> [The task] Take the lines below between the one holding "scalar to every component." and the one holding "pub fn try_from_fn<E, F>(f: F)", inclusive, and copy them exactly. Add nothing.

[Collected data]
——

/* ************************************************************************ **
** This file is part of glic, and is licensed under EITHER the MIT license  **
** or the Apache 2.0 license, at your option.                               **
**                                                                          **
**     http://www.apache.org/licenses/LICENSE-2.0                           **
**     http://opensource.org/licenses/MIT                                   **
** ************************************************************************ */

//! GLSL-flavored vector math on the CPU.
//!
//! Provides `Vec2`, `Vec3`, and `Vec4` (fixed-size `f32` vectors with
//! component-wise arithmetic and scalar broadcasting), along with the GLSL
//! builtin functions (`sin`, `mix`, `clamp`, `reflect`, ...) written once
//! for scalars and vectors alike.
//!
//! ```
//! use glic::{vec3, mix, clamp, normalize, dot};
//!
//! let n = normalize(vec3(0.0, 3.0, 4.0));
//! let shade = clamp(dot(n, vec3(0.0, 0.0, 1.0)), 0.0f32, 1.0f32);
//! let color = mix(vec3(0.1, 0.1, 0.2), vec3(1.0, 0.9, 0.8), shade);
//! assert!(color[0] > 0.8);
//! ```
//!
//! Every builtin is generic over [`GenType`], so it accepts `f32` as well:
//!
//! ```
//! assert_eq!(glic::step(0.5f32, 0.7f32), 1.0);
//! assert_eq!(glic::r#mod(-1.0f32, 3.0f32), 2.0);
//! ```

#[cfg_attr(test, macro_use)]
extern crate glic_assert_close;

#[macro_use]
mod macros;

mod types;
mod traits;
mod methods;
mod ops;
mod conv;

pub mod builtins;

pub use crate::types::{Vec2, Vec3, Vec4, vec2, vec3, vec4};
pub use crate::types::{Iter, IterMut};
pub use crate::traits::{GenType, Broadcast};

pub use crate::builtins::*;
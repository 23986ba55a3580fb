/* ************************************************************************ **
** This file is part of glic, and is licensed under EITHER the MIT license  **
** or the Apache 2.0 license, at your option.                               **
**                                                                          **
**     http://www.apache.org/licenses/LICENSE-2.0                           **
**     http://opensource.org/licenses/MIT                                   **
** ************************************************************************ */

use std::convert::Infallible;

use crate::builtins;
use crate::traits::GenType;

use super::types::*;

use glic_assert_close::{CheckClose, CheckCloseError, Tolerances};
use num_traits::Zero;

// ---------------------------------------------------------------------------
// ------------------------------ PUBLIC API ---------------------------------

gen_each!{
    @{Vn_axes}
    impl_axes!(
        {$Vn:ident [$(($axis:ident $axis_mut:ident $k:tt))+]}
    ) => {
        impl $Vn {
            /// Construct a vector from its components, in order.
            #[inline(always)]
            pub fn new($($axis: f32),+) -> Self
            { $Vn([$($axis),+]) }

            $(
                #[inline(always)]
                pub fn $axis(&self) -> f32
                { self.0[$k] }

                #[inline(always)]
                pub fn $axis_mut(&mut self) -> &mut f32
                { &mut self.0[$k] }
            )+
        }
    }
}

gen_each!{
    @{Vn_n}
    for_each!(
        {$Vn:ident $n:tt}
    ) => {
        impl $Vn {
            /// Broadcast a scalar to every component.
            #[inline(always)]
            pub fn splat(x: f32) -> Self
            { $Vn([x; $n]) }

            /// Get a zero vector.
            ///
            /// This is the same as `Zero::zero()`;
            /// this static method just provides an easy way to supply a type hint.
            #[inline(always)]
            pub fn zero() -> Self
            { Zero::zero() }

            /// Construct a vector from a function on indices.
            #[inline(always)]
            pub fn from_fn<F>(mut f: F) -> Self
            where F: FnMut(usize) -> f32,
            {
                match Self::try_from_fn(|k| Ok::<_, Infallible>(f(k))) {
                    Ok(v) => v,
                    Err(never) => match never {},
                }
            }

            /// Construct a vector from a fallible function on indices,
            /// stopping at the first error.
            #[inline(always)]
            pub fn try_from_fn<E, F>(f: F) -> Result<Self, E>
            where F: FnMut(usize) -> Result<f32, E>,
            { TryFromFn::try_from_fn(f) }

            /// Apply a scalar function to each component.
            ///
            /// Components are independent, and `f` should be a pure function;
            /// no particular order of evaluation is promised.
            #[inline(always)]
            pub fn apply<F>(self, f: F) -> Self
            where F: FnMut(f32) -> f32,
            { GenType::apply(self, f) }

            /// Combine two vectors component-wise with a binary scalar function.
            ///
            /// It is recommended you write this as `Vec3::zip(f, a, b)`.
            #[inline(always)]
            pub fn zip<F>(f: F, a: Self, b: Self) -> Self
            where F: FnMut(f32, f32) -> f32,
            { <Self as GenType>::zip(f, a, b) }

            /// Get the inner product of two vectors.
            #[inline(always)]
            pub fn dot(&self, other: &Self) -> f32
            { builtins::dot(*self, *other) }

            /// Get the vector's magnitude.
            #[inline(always)]
            pub fn length(&self) -> f32
            { builtins::length(*self) }

            /// Get the vector's squared magnitude.
            #[inline(always)]
            pub fn sqlength(&self) -> f32
            { builtins::dot(*self, *self) }

            /// Scale the vector to unit length.
            ///
            /// The zero vector produces NaNs.
            #[inline(always)]
            pub fn normalize(self) -> Self
            { builtins::normalize(self) }

            /// Add one to every component (GLSL `++v`), returning the receiver.
            #[inline]
            pub fn inc(&mut self) -> &mut Self
            { *self += 1.0; self }

            /// Subtract one from every component (GLSL `--v`), returning the receiver.
            #[inline]
            pub fn dec(&mut self) -> &mut Self
            { *self -= 1.0; self }

            /// Add one to every component (GLSL `v++`), returning the old value.
            #[inline]
            pub fn post_inc(&mut self) -> Self
            { let old = *self; *self += 1.0; old }

            /// Subtract one from every component (GLSL `v--`), returning the old value.
            #[inline]
            pub fn post_dec(&mut self) -> Self
            { let old = *self; *self -= 1.0; old }
        }
    }
}

impl Vec3 {
    /// Cross-product. Only defined on 3-dimensional vectors.
    #[inline]
    pub fn cross(&self, other: &Self) -> Self {
        Vec3([
            self[1] * other[2] - self[2] * other[1],
            self[2] * other[0] - self[0] * other[2],
            self[0] * other[1] - self[1] * other[0],
        ])
    }

    #[inline(always)]
    pub fn xy(&self) -> Vec2 { vec2(self[0], self[1]) }
}

impl Vec4 {
    #[inline(always)]
    pub fn xy(&self) -> Vec2 { vec2(self[0], self[1]) }

    #[inline(always)]
    pub fn xyz(&self) -> Vec3 { vec3(self[0], self[1], self[2]) }
}

// -------------------------- END PUBLIC API ---------------------------------
// The rest is implementation and boilerplate
// ---------------------------------------------------------------------------

gen_each!{
    @{Vn_n}
    for_each!(
        {$Vn:ident $n:tt}
    ) => {
        impl Zero for $Vn {
            #[inline]
            fn zero() -> Self
            { $Vn([0.0; $n]) }

            #[inline]
            fn is_zero(&self) -> bool
            { self.iter().all(Zero::is_zero) }
        }

        // Uniform in `[0, 1)` for each component.
        impl rand::Rand for $Vn {
            #[inline]
            fn rand<R: rand::Rng>(rng: &mut R) -> Self
            { $Vn(rng.gen()) }
        }

        impl CheckClose for $Vn {
            type Scalar = f32;

            #[inline]
            fn check_close(&self, other: &Self, tol: Tolerances) -> Result<(), CheckCloseError<f32>>
            { self.0.check_close(&other.0, tol) }
        }
    }
}

// ---------------------------------------------------------------------------

/// Implementation detail of `Vec3::try_from_fn`.
pub(crate) trait TryFromFn: Sized {
    fn try_from_fn<E>(f: impl FnMut(usize) -> Result<f32, E>) -> Result<Self, E>;
}

impl TryFromFn for Vec2 {
    #[inline]
    fn try_from_fn<E>(mut f: impl FnMut(usize) -> Result<f32, E>) -> Result<Self, E> {
        Ok(Vec2([f(0)?, f(1)?]))
    }
}

impl TryFromFn for Vec3 {
    #[inline]
    fn try_from_fn<E>(mut f: impl FnMut(usize) -> Result<f32, E>) -> Result<Self, E> {
        Ok(Vec3([f(0)?, f(1)?, f(2)?]))
    }
}

impl TryFromFn for Vec4 {
    #[inline]
    fn try_from_fn<E>(mut f: impl FnMut(usize) -> Result<f32, E>) -> Result<Self, E> {
        Ok(Vec4([f(0)?, f(1)?, f(2)?, f(3)?]))
    }
}

// ---------------------------------------------------------------------------

// stdlib integration

gen_each!{
    @{Vn}
    for_each!( {$Vn:ident} ) => {
        impl std::iter::Sum for $Vn {
            fn sum<I: Iterator<Item=$Vn>>(iter: I) -> Self {
                iter.fold($Vn::zero(), |a, b| a + b)
            }
        }

        impl<'a> std::iter::Sum<&'a $Vn> for $Vn {
            fn sum<I: Iterator<Item=&'a $Vn>>(iter: I) -> Self {
                iter.fold($Vn::zero(), |a, b| a + *b)
            }
        }
    }
}

// slice-of-array integration.

// lets `&[Vec3]` be flattened to `&[f32]` with `.flat()` for upload into buffers.

gen_each!{
    @{Vn_n}
    for_each!( {$Vn:ident $n:tt} ) => {
        unsafe impl slice_of_array::IsSliceomorphic for $Vn {
            type Element = f32;
            const LEN: usize = $n;
        }
    }
}

// ---------------------------------------------------------------------------
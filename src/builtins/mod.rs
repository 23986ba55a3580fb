/* ************************************************************************ **
** This file is part of glic, and is licensed under EITHER the MIT license  **
** or the Apache 2.0 license, at your option.                               **
**                                                                          **
**     http://www.apache.org/licenses/LICENSE-2.0                           **
**     http://opensource.org/licenses/MIT                                   **
** ************************************************************************ */

//! The GLSL builtin functions.
//!
//! Every function here is written once, generically over [`GenType`],
//! and therefore accepts `f32`, `Vec2`, `Vec3`, and `Vec4` alike.
//! Arguments that GLSL allows to be "either a vector or a float" are
//! bounded by [`Broadcast`] instead.
//!
//! All of these are re-exported at the crate root.
//!
//! [`GenType`]: ../trait.GenType.html
//! [`Broadcast`]: ../trait.Broadcast.html

// The tables below expand to one generic function per row.

/// `name(x) => |c| expr;` produces `pub fn name<T: GenType>(x: T) -> T`
/// that maps the closure over each component.
macro_rules! unary_builtins {
    ($(
        $(#[$meta:meta])*
        $name:ident($arg:ident) => $f:expr;
    )+) => {$(
        $(#[$meta])*
        #[inline]
        pub fn $name<T: $crate::traits::GenType>($arg: T) -> T
        { $crate::traits::GenType::apply($arg, $f) }
    )+};
}

/// `name(x, y) => |a, b| expr;` produces a function of two operands of the
/// same type, combined component-wise.
macro_rules! binary_builtins {
    ($(
        $(#[$meta:meta])*
        $name:ident($a:ident, $b:ident) => $f:expr;
    )+) => {$(
        $(#[$meta])*
        #[inline]
        pub fn $name<T: $crate::traits::GenType>($a: T, $b: T) -> T
        { T::zip($f, $a, $b) }
    )+};
}

/// Like `binary_builtins!`, but the second operand may also be an `f32`,
/// which is broadcast to every component.
macro_rules! mixed_builtins {
    ($(
        $(#[$meta:meta])*
        $name:ident($a:ident, $b:ident) => $f:expr;
    )+) => {$(
        $(#[$meta])*
        #[inline]
        pub fn $name<T, B>($a: T, $b: B) -> T
        where
            T: $crate::traits::GenType,
            B: $crate::traits::Broadcast<T>,
        { T::zip($f, $a, $b.broadcast()) }
    )+};
}

pub mod trigonometry;
pub mod exponential;
pub mod common;
pub mod geometric;

pub use self::trigonometry::*;
pub use self::exponential::*;
pub use self::common::*;
pub use self::geometric::*;
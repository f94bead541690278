//! Cosine-similarity ranking over in-memory candidates
//!
//! [`SimilarityRanker::rank`] is the brute-force nearest-neighbour search
//! used when the store has no native vector index, and the final ordering
//! step when it does: the same code ranks a full scan or an index-narrowed
//! candidate set.
//!
//! Ordering is score descending, then id ascending. The order is total, so
//! the result does not depend on candidate order, and ranking disjoint
//! partitions separately then combining them with [`merge_ranked`] gives the
//! same top-k as ranking everything at once.

use crate::embedding::Embedding;
use crate::error::EmbeddingError;
use std::cmp::Ordering;
use std::collections::BinaryHeap;
use std::num::NonZeroUsize;

/// One stored item offered to the ranker
///
/// Items without an embedding are carried with `embedding: None` and
/// skipped silently.
#[derive(Debug, Clone)]
pub struct Candidate<'a, M> {
    pub id: &'a str,
    pub embedding: Option<&'a Embedding>,
    pub metadata: M,
}

/// Ranked result: id, similarity score, caller metadata
#[derive(Debug, Clone, PartialEq)]
pub struct RankedItem<M> {
    pub id: String,
    pub score: f32,
    pub metadata: M,
}

/// Cosine similarity of two equal-length vectors
///
/// A zero-norm side scores 0 instead of dividing by zero. The result is not
/// clamped: opposite vectors score negative.
pub fn cosine_similarity(a: &[f32], b: &[f32]) -> f32 {
    let mut dot = 0.0_f64;
    let mut norm_a = 0.0_f64;
    let mut norm_b = 0.0_f64;
    for (&x, &y) in a.iter().zip(b.iter()) {
        let (x, y) = (f64::from(x), f64::from(y));
        dot += x * y;
        norm_a += x * x;
        norm_b += y * y;
    }

    if norm_a == 0.0 || norm_b == 0.0 {
        return 0.0;
    }

    // + 0.0 folds a negative zero into positive zero
    (dot / (norm_a.sqrt() * norm_b.sqrt())) as f32 + 0.0
}

/// `Less` when `a` ranks ahead of `b`
fn rank_order(a_score: f32, a_id: &str, b_score: f32, b_id: &str) -> Ordering {
    b_score.total_cmp(&a_score).then_with(|| a_id.cmp(b_id))
}

/// Heap entry ordered by rank: the heap's maximum is the worst kept item
struct Ranked<M>(RankedItem<M>);

impl<M> PartialEq for Ranked<M> {
    fn eq(&self, other: &Self) -> bool {
        self.cmp(other) == Ordering::Equal
    }
}

impl<M> Eq for Ranked<M> {}

impl<M> PartialOrd for Ranked<M> {
    fn partial_cmp(&self, other: &Self) -> Option<Ordering> {
        Some(self.cmp(other))
    }
}

impl<M> Ord for Ranked<M> {
    fn cmp(&self, other: &Self) -> Ordering {
        rank_order(self.0.score, &self.0.id, other.0.score, &other.0.id)
    }
}

/// Top-k selector for a fixed embedding dimension
#[derive(Debug, Clone, Copy, PartialEq, Eq)]
pub struct SimilarityRanker {
    dimensions: usize,
}

impl SimilarityRanker {
    pub fn new(dimensions: usize) -> Self {
        Self { dimensions }
    }

    pub fn dimensions(&self) -> usize {
        self.dimensions
    }

    /// Rank candidates against `query` and keep the best `k`
    ///
    /// `exclude_id` is dropped unconditionally (typically the query item
    /// itself); `filter` drops candidates whose metadata it rejects.
    /// Candidates with no embedding, or an embedding of another dimension,
    /// are not part of the population. Fewer than `k` eligible candidates
    /// is not an error: all of them are returned.
    ///
    /// # Errors
    /// `EmptyQuery` when the query does not have this ranker's dimension.
    pub fn rank<'a, M, I>(
        &self,
        query: &Embedding,
        candidates: I,
        k: NonZeroUsize,
        exclude_id: Option<&str>,
        filter: Option<&dyn Fn(&M) -> bool>,
    ) -> Result<Vec<RankedItem<M>>, EmbeddingError>
    where
        I: IntoIterator<Item = Candidate<'a, M>>,
    {
        if query.dimensions() != self.dimensions {
            return Err(EmbeddingError::EmptyQuery {
                expected: self.dimensions,
                actual: query.dimensions(),
            });
        }

        let k = k.get();
        let mut heap: BinaryHeap<Ranked<M>> = BinaryHeap::with_capacity(k + 1);

        for candidate in candidates {
            let Some(embedding) = candidate.embedding else {
                continue;
            };
            if embedding.dimensions() != self.dimensions {
                continue;
            }
            if exclude_id == Some(candidate.id) {
                continue;
            }
            if let Some(accept) = filter {
                if !accept(&candidate.metadata) {
                    continue;
                }
            }

            let score = cosine_similarity(query.as_slice(), embedding.as_slice());

            if heap.len() == k {
                let Some(worst) = heap.peek() else {
                    continue;
                };
                if rank_order(score, candidate.id, worst.0.score, &worst.0.id)
                    != Ordering::Less
                {
                    continue;
                }
                heap.pop();
            }

            heap.push(Ranked(RankedItem {
                id: candidate.id.to_string(),
                score,
                metadata: candidate.metadata,
            }));
        }

        Ok(heap.into_sorted_vec().into_iter().map(|r| r.0).collect())
    }
}

/// Merge independently ranked lists into one top-k list
///
/// Each input is a `rank` result over a disjoint slice of the candidates,
/// produced with the same query, exclusion and filter.
pub fn merge_ranked<M, I>(lists: I, k: NonZeroUsize) -> Vec<RankedItem<M>>
where
    I: IntoIterator<Item = Vec<RankedItem<M>>>,
{
    let mut merged: Vec<RankedItem<M>> = lists.into_iter().flatten().collect();
    merged.sort_by(|a, b| rank_order(a.score, &a.id, b.score, &b.id));
    merged.truncate(k.get());
    merged
}
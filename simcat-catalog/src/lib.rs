//! simcat-catalog library interface
//!
//! Track and book catalog with embedding-based similarity search, served
//! as a JSON HTTP API. Exposed as a library for integration testing.

pub mod api;
pub mod config;
pub mod db;
pub mod error;
pub mod services;

pub use crate::error::{ApiError, ApiResult};

use axum::Router;
use chrono::{DateTime, Utc};
use simcat_common::config::CatalogConfig;
use sqlx::SqlitePool;
use std::sync::Arc;
use tokio::sync::RwLock;
use tower_http::trace::TraceLayer;

use crate::services::{BookService, TextEmbedder, TrackService};

/// Application state shared across handlers
#[derive(Clone)]
pub struct AppState {
    pub db: SqlitePool,
    pub tracks: Arc<TrackService>,
    pub books: Arc<BookService>,
    /// Service startup timestamp for uptime tracking
    pub startup_time: DateTime<Utc>,
    /// Last server-side error for diagnostics
    pub last_error: Arc<RwLock<Option<String>>>,
}

impl AppState {
    /// Build the services from a validated configuration
    ///
    /// `embedder` is `None` when no text-embedding API key is available.
    pub fn new(
        db: SqlitePool,
        config: &CatalogConfig,
        embedder: Option<Arc<dyn TextEmbedder>>,
    ) -> simcat_common::Result<Self> {
        let tracks = TrackService::new(
            db.clone(),
            config.audio.layout()?,
            config.rule_table()?,
            config.search.clone(),
        )?;
        let books = BookService::new(
            db.clone(),
            config.text.adapter()?,
            embedder,
            config.search.clone(),
        );

        Ok(Self {
            db,
            tracks: Arc::new(tracks),
            books: Arc::new(books),
            startup_time: Utc::now(),
            last_error: Arc::new(RwLock::new(None)),
        })
    }

    /// Convert to an [`ApiError`], remembering it when it is a server fault
    pub fn record<E: Into<ApiError>>(&self, err: E) -> ApiError {
        let err = err.into();
        let (status, _) = err.status();
        if status.is_server_error() {
            tracing::error!(status = status.as_u16(), "Request failed: {}", err);
            // Skipped while a health check holds the lock
            if let Ok(mut last) = self.last_error.try_write() {
                *last = Some(err.to_string());
            }
        }
        err
    }
}

/// Build application router
pub fn build_router(state: AppState) -> Router {
    Router::new()
        .merge(api::track_routes())
        .merge(api::book_routes())
        .merge(api::search_routes())
        .merge(api::stats_routes())
        .merge(api::health_routes())
        .layer(TraceLayer::new_for_http())
        .with_state(state)
}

——

> [Worked solution]
            /// Broadcast a scalar to every component.
            #[inline(always)]
            pub fn splat(x: f32) -> Self
            { $Vn([x; $n]) }

            /// Get a zero vector.
            ///
            /// This is the same as `Zero::zero()`;
            /// this static method just provides an easy way to supply a type hint.
            #[inline(always)]
            pub fn zero() -> Self
            { Zero::zero() }

            /// Construct a vector from a function on indices.
            #[inline(always)]
            pub fn from_fn<F>(mut f: F) -> Self
            where F: FnMut(usize) -> f32,
            {
                match Self::try_from_fn(|k| Ok::<_, Infallible>(f(k))) {
                    Ok(v) => v,
                    Err(never) => match never {},
                }
            }

            /// Construct a vector from a fallible function on indices,
            /// stopping at the first error.
            #[inline(always)]
            pub fn try_from_fn<E, F>(f: F) -> Result<Self, E>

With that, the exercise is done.